**Your goal**
What comes back must be the data itself, retyped exactly.

(Extracted records)
# # # # #

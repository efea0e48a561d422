//! The four queries that turn a layer into Conefor records.
//!
//! Every query walks the features of one layer, checks the cancellation token
//! once per outer iteration and spends its analysis budget on the shared
//! [`Progress`] as it goes.

pub mod area;
pub mod attribute;
pub mod centroid;
pub mod edge;
pub mod segment;

use std::collections::HashSet;

use conefor_common::CancellationToken;
use tracing::debug;

use crate::{
    crs::MeasurementFrame,
    error::{ProcessError, Result},
    geometry::{SimpleGeometry, validate_simple},
    progress::Progress,
    source::{Feature, geometry_of, get_features, get_numeric_attribute},
    traits::FeatureSource,
};

/// Everything a query needs besides its own parameters
pub struct QueryContext<'a> {
    pub layer: &'a dyn FeatureSource,
    pub frame: &'a MeasurementFrame,
    pub use_selected: bool,
    pub progress: &'a mut Progress,
    pub cancel: &'a CancellationToken,
}

impl<'a> QueryContext<'a> {
    pub fn features(&self) -> Vec<&'a Feature> {
        get_features(self.layer, self.use_selected, None)
    }

    pub fn check_cancelled(&self) -> Result<()> {
        if self.cancel.is_cancelled() {
            Err(ProcessError::Cancelled)
        } else {
            Ok(())
        }
    }

    pub fn advance(&mut self, amount: f64) {
        self.progress.advance(amount);
    }
}

/// Where node ids come from
#[derive(Debug, Clone, PartialEq, Eq)]
pub enum NodeIds {
    /// Integer value of a field; features with a null id are skipped
    Field(String),
    /// 1-based position in iteration order
    Autogenerated,
}

impl NodeIds {
    pub fn from_field(field: Option<&str>) -> Self {
        match field {
            Some(field) => NodeIds::Field(field.to_string()),
            None => NodeIds::Autogenerated,
        }
    }

    /// Id of the `ordinal`-th feature returned by the iteration
    pub fn resolve(
        &self,
        layer: &dyn FeatureSource,
        feature: &Feature,
        ordinal: usize,
    ) -> Result<Option<i64>> {
        match self {
            NodeIds::Field(field) => get_numeric_attribute::<i64>(layer, feature, field),
            NodeIds::Autogenerated => Ok(Some(ordinal as i64 + 1)),
        }
    }
}

/// Ids seen so far in one query; a repeat is reported the moment it shows up
pub struct IdRegistry {
    layer: String,
    seen: HashSet<i64>,
}

impl IdRegistry {
    pub fn new(layer: &str) -> Self {
        Self {
            layer: layer.to_string(),
            seen: HashSet::new(),
        }
    }

    pub fn register(&mut self, id: i64) -> Result<()> {
        if self.seen.insert(id) {
            Ok(())
        } else {
            Err(ProcessError::DuplicateIdentifier {
                id,
                layer: self.layer.clone(),
            })
        }
    }

    pub fn len(&self) -> usize {
        self.seen.len()
    }

    pub fn is_empty(&self) -> bool {
        self.seen.is_empty()
    }
}

/// A validated feature taking part in the pairwise queries
#[derive(Debug, Clone)]
pub struct Node {
    pub id: i64,
    pub fid: u64,
    /// Geometry in layer coordinates
    pub geometry: SimpleGeometry,
}

/// Collect the nodes of a network.
///
/// Any feature that cannot be a node (no geometry, multi-part,
/// self-intersecting) fails the whole query.
pub fn network_nodes(ctx: &QueryContext, ids: &NodeIds) -> Result<Vec<Node>> {
    let mut registry = IdRegistry::new(ctx.layer.name());
    let mut nodes = Vec::new();

    for (ordinal, feature) in ctx.features().into_iter().enumerate() {
        ctx.check_cancelled()?;

        let Some(id) = ids.resolve(ctx.layer, feature, ordinal)? else {
            debug!("Feature {} has no id, skipping", feature.fid);
            continue;
        };

        let geometry = validate_simple(geometry_of(feature)).map_err(|reason| {
            ProcessError::InvalidFeature {
                feature: describe(id, feature.fid),
                reason,
            }
        })?;

        registry.register(id)?;
        nodes.push(Node {
            id,
            fid: feature.fid,
            geometry,
        });
    }

    Ok(nodes)
}

pub(crate) fn describe(id: i64, fid: u64) -> String {
    format!("id {} (feature {})", id, fid)
}


#[cfg(test)]
mod tests {
    use super::fixtures::*;
    use super::*;
    use crate::source::GeometryKind;
    use geo_types::{Geometry, point, polygon};

    #[test]
    fn test_autogenerated_ids_follow_iteration_order() {
        let layer = layer_with(
            GeometryKind::Point,
            vec![
                (10, point!(x: 0.0, y: 0.0).into()),
                (20, point!(x: 1.0, y: 0.0).into()),
            ],
        );
        let mut harness = Harness::planar();
        let ctx = harness.context(&layer);

        let nodes = network_nodes(&ctx, &NodeIds::Autogenerated).unwrap();
        let ids: Vec<i64> = nodes.iter().map(|n| n.id).collect();
        assert_eq!(ids, vec![1, 2]);

        let nodes = network_nodes(&ctx, &NodeIds::from_field(Some("id"))).unwrap();
        let ids: Vec<i64> = nodes.iter().map(|n| n.id).collect();
        assert_eq!(ids, vec![10, 20]);
    }

    #[test]
    fn test_duplicate_ids_are_fatal() {
        let layer = layer_with(
            GeometryKind::Point,
            vec![
                (4, point!(x: 0.0, y: 0.0).into()),
                (4, point!(x: 1.0, y: 0.0).into()),
            ],
        );
        let mut harness = Harness::planar();
        let ctx = harness.context(&layer);

        assert!(matches!(
            network_nodes(&ctx, &NodeIds::from_field(Some("id"))),
            Err(ProcessError::DuplicateIdentifier { id: 4, .. })
        ));
    }

    #[test]
    fn test_self_intersecting_feature_is_fatal() {
        let bow_tie: Geometry<f64> = polygon![
            (x: 0.0, y: 0.0),
            (x: 2.0, y: 2.0),
            (x: 2.0, y: 0.0),
            (x: 0.0, y: 2.0),
        ]
        .into();
        let layer = layer_with(
            GeometryKind::Polygon,
            vec![(1, square(5.0, 5.0, 1.0).into()), (3, bow_tie)],
        );
        let mut harness = Harness::planar();
        let ctx = harness.context(&layer);

        match network_nodes(&ctx, &NodeIds::from_field(Some("id"))) {
            Err(ProcessError::InvalidFeature { feature, .. }) => assert!(feature.starts_with("id 3")),
            other => panic!("expected InvalidFeature, got {:?}", other.map(|n| n.len())),
        }
    }

    #[test]
    fn test_cancelled_token_stops_collection() {
        let layer = layer_with(GeometryKind::Point, vec![(1, point!(x: 0.0, y: 0.0).into())]);
        let mut harness = Harness::planar();
        harness.cancel.cancel();
        let ctx = harness.context(&layer);

        assert!(matches!(
            network_nodes(&ctx, &NodeIds::Autogenerated),
            Err(ProcessError::Cancelled)
        ));
    }
}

# # # # #

**Your solution**
repository efea0e48a561d422
//! The four queries that turn a layer into Conefor records.
//!
//! Every query walks the features of one layer, checks the cancellation token
//! once per outer iteration and spends its analysis budget on the shared
//! [`Progress`] as it goes.

pub mod area;
pub mod attribute;
pub mod centroid;
pub mod edge;
pub mod segment;

use std::collections::HashSet;

use conefor_common::CancellationToken;
use tracing::debug;

use crate::{
    crs::MeasurementFrame,
    error::{ProcessError, Result},
    geometry::{SimpleGeometry, validate_simple},
    progress::Progress,
    source::{Feature, geometry_of, get_features, get_numeric_attribute},
    traits::FeatureSource,
};

/// Everything a query needs besides its own parameters
pub struct QueryContext<'a> {
    pub layer: &'a dyn FeatureSource,
    pub frame: &'a MeasurementFrame,
    pub use_selected: bool,
    pub progress: &'a mut Progress,
    pub cancel: &'a CancellationToken,
}

impl<'a> QueryContext<'a> {
    pub fn features(&self) -> Vec<&'a Feature> {
        get_features(self.layer, self.use_selected, None)
    }

    pub fn check_cancelled(&self) -> Result<()> {
        if self.cancel.is_cancelled() {
            Err(ProcessError::Cancelled)
        } else {
            Ok(())
        }
    }

    pub fn advance(&mut self, amount: f64) {
        self.progress.advance(amount);
    }
}

/// Where node ids come from
#[derive(Debug, Clone, PartialEq, Eq)]
pub enum NodeIds {
    /// Integer value of a field; features with a null id are skipped
    Field(String),
    /// 1-based position in iteration order
    Autogenerated,
}

impl NodeIds {
    pub fn from_field(field: Option<&str>) -> Self {
        match field {
            Some(field) => NodeIds::Field(field.to_string()),
            None => NodeIds::Autogenerated,
        }
    }

    /// Id of the `ordinal`-th feature returned by the iteration
    pub fn resolve(
        &self,
        layer: &dyn FeatureSource,
        feature: &Feature,
        ordinal: usize,
    ) -> Result<Option<i64>> {
        match self {
            NodeIds::Field(field) => get_numeric_attribute::<i64>(layer, feature, field),
            NodeIds::Autogenerated => Ok(Some(ordinal as i64 + 1)),
        }
    }
}

/// Ids seen so far in one query; a repeat is reported the moment it shows up
pub struct IdRegistry {
    layer: String,
    seen: HashSet<i64>,
}

impl IdRegistry {
    pub fn new(layer: &str) -> Self {
        Self {
            layer: layer.to_string(),
            seen: HashSet::new(),
        }
    }

    pub fn register(&mut self, id: i64) -> Result<()> {
        if self.seen.insert(id) {
            Ok(())
        } else {
            Err(ProcessError::DuplicateIdentifier {
                id,
                layer: self.layer.clone(),
            })
        }
    }

    pub fn len(&self) -> usize {
        self.seen.len()
    }

    pub fn is_empty(&self) -> bool {
        self.seen.is_empty()
    }
}

/// A validated feature taking part in the pairwise queries
#[derive(Debug, Clone)]
pub struct Node {
    pub id: i64,
    pub fid: u64,
    /// Geometry in layer coordinates
    pub geometry: SimpleGeometry,
}

/// Collect the nodes of a network.
///
/// Any feature that cannot be a node (no geometry, multi-part,
/// self-intersecting) fails the whole query.
pub fn network_nodes(ctx: &QueryContext, ids: &NodeIds) -> Result<Vec<Node>> {
    let mut registry = IdRegistry::new(ctx.layer.name());
    let mut nodes = Vec::new();

    for (ordinal, feature) in ctx.features().into_iter().enumerate() {
        ctx.check_cancelled()?;

        let Some(id) = ids.resolve(ctx.layer, feature, ordinal)? else {
            debug!("Feature {} has no id, skipping", feature.fid);
            continue;
        };

        let geometry = validate_simple(geometry_of(feature)).map_err(|reason| {
            ProcessError::InvalidFeature {
                feature: describe(id, feature.fid),
                reason,
            }
        })?;

        registry.register(id)?;
        nodes.push(Node {
            id,
            fid: feature.fid,
            geometry,
        });
    }

    Ok(nodes)
}

pub(crate) fn describe(id: i64, fid: u64) -> String {
    format!("id {} (feature {})", id, fid)
}


#[cfg(test)]
mod tests {
    use super::fixtures::*;
    use super::*;
    use crate::source::GeometryKind;
    use geo_types::{Geometry, point, polygon};

    #[test]
    fn test_autogenerated_ids_follow_iteration_order() {
        let layer = layer_with(
            GeometryKind::Point,
            vec![
                (10, point!(x: 0.0, y: 0.0).into()),
                (20, point!(x: 1.0, y: 0.0).into()),
            ],
        );
        let mut harness = Harness::planar();
        let ctx = harness.context(&layer);

        let nodes = network_nodes(&ctx, &NodeIds::Autogenerated).unwrap();
        let ids: Vec<i64> = nodes.iter().map(|n| n.id).collect();
        assert_eq!(ids, vec![1, 2]);

        let nodes = network_nodes(&ctx, &NodeIds::from_field(Some("id"))).unwrap();
        let ids: Vec<i64> = nodes.iter().map(|n| n.id).collect();
        assert_eq!(ids, vec![10, 20]);
    }

    #[test]
    fn test_duplicate_ids_are_fatal() {
        let layer = layer_with(
            GeometryKind::Point,
            vec![
                (4, point!(x: 0.0, y: 0.0).into()),
                (4, point!(x: 1.0, y: 0.0).into()),
            ],
        );
        let mut harness = Harness::planar();
        let ctx = harness.context(&layer);

        assert!(matches!(
            network_nodes(&ctx, &NodeIds::from_field(Some("id"))),
            Err(ProcessError::DuplicateIdentifier { id: 4, .. })
        ));
    }

    #[test]
    fn test_self_intersecting_feature_is_fatal() {
        let bow_tie: Geometry<f64> = polygon![
            (x: 0.0, y: 0.0),
            (x: 2.0, y: 2.0),
            (x: 2.0, y: 0.0),
            (x: 0.0, y: 2.0),
        ]
        .into();
        let layer = layer_with(
            GeometryKind::Polygon,
            vec![(1, square(5.0, 5.0, 1.0).into()), (3, bow_tie)],
        );
        let mut harness = Harness::planar();
        let ctx = harness.context(&layer);

        match network_nodes(&ctx, &NodeIds::from_field(Some("id"))) {
            Err(ProcessError::InvalidFeature { feature, .. }) => assert!(feature.starts_with("id 3")),
            other => panic!("expected InvalidFeature, got {:?}", other.map(|n| n.len())),
        }
    }

    #[test]
    fn test_cancelled_token_stops_collection() {
        let layer = layer_with(GeometryKind::Point, vec![(1, point!(x: 0.0, y: 0.0).into())]);
        let mut harness = Harness::planar();
        harness.cancel.cancel();
        let ctx = harness.context(&layer);

        assert!(matches!(
            network_nodes(&ctx, &NodeIds::Autogenerated),
            Err(ProcessError::Cancelled)
        ));
    }
}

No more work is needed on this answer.